• [What this task involves] Reproduce the entries from their first line up to and including the line with "use obs_dataset::BoundingWindow;". Leave out everything after it.

• [Data shown]
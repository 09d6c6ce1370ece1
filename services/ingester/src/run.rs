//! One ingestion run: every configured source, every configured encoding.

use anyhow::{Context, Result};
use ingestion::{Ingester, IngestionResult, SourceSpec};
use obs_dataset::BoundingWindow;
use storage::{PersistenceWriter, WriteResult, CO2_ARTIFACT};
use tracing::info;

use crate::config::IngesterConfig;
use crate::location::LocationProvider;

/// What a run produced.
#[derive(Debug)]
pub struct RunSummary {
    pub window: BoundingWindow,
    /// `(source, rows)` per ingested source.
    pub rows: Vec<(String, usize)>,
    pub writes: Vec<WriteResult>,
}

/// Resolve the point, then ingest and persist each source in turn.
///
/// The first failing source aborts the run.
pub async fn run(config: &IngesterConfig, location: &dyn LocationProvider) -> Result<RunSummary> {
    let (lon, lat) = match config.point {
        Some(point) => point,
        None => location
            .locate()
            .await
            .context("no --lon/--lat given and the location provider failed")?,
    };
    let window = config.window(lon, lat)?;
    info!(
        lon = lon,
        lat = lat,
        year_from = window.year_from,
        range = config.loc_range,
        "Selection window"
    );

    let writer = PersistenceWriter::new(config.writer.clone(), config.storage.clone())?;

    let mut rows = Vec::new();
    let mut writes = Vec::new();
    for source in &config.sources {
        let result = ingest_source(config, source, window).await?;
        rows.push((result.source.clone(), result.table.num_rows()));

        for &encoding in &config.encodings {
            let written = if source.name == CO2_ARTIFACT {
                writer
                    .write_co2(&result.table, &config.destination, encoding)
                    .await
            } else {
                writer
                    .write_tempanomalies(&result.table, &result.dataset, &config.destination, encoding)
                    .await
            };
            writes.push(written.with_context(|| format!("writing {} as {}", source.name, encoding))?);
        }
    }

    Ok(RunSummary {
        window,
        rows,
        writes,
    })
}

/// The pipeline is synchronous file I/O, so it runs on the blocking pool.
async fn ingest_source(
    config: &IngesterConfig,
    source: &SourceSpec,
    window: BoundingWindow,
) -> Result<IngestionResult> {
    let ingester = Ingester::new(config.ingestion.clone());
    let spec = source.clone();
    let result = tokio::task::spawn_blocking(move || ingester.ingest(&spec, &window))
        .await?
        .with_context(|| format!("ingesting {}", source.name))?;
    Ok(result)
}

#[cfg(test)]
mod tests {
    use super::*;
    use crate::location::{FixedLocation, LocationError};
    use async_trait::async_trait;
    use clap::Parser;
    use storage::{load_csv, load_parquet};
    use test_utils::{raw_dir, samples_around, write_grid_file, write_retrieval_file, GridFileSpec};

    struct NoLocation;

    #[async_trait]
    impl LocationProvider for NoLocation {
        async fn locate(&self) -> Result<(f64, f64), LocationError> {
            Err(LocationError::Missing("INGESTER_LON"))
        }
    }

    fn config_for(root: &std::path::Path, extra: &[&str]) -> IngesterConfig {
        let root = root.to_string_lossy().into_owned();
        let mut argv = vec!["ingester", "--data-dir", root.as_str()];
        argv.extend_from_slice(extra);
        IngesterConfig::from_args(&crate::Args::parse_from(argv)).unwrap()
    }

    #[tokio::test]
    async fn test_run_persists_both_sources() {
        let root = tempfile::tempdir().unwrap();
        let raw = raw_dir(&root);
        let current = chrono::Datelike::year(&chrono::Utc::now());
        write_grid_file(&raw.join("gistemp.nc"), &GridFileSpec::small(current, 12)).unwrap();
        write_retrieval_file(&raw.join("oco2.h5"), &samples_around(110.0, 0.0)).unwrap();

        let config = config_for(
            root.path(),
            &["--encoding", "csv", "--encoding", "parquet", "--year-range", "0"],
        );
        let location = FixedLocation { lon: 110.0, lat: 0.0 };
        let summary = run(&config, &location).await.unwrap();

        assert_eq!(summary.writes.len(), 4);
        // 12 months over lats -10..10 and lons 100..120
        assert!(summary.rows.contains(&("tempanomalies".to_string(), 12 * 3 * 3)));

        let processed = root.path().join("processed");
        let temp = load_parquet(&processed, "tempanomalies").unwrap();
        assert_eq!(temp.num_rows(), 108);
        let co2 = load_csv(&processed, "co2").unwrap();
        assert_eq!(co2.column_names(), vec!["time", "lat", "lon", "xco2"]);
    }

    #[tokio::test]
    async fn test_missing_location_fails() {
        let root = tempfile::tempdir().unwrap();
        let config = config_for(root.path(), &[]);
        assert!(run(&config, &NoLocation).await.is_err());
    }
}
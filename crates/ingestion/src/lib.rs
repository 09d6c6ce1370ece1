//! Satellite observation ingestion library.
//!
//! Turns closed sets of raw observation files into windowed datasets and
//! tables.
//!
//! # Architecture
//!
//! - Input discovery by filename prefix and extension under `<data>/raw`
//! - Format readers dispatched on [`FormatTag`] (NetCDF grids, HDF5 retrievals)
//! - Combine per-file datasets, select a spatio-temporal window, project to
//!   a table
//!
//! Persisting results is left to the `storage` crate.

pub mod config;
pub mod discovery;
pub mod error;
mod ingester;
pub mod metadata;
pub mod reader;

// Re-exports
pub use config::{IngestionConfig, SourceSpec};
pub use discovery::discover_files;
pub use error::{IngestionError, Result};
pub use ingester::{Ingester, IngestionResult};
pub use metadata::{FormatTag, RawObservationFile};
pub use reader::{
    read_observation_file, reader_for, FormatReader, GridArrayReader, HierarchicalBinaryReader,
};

• [Your solution]
repository 09d6c6ce1370ece1
filename services/ingester/src/run.rs
//! One ingestion run: every configured source, every configured encoding.

use anyhow::{Context, Result};
use ingestion::{Ingester, IngestionResult, SourceSpec};
use obs_dataset::BoundingWindow;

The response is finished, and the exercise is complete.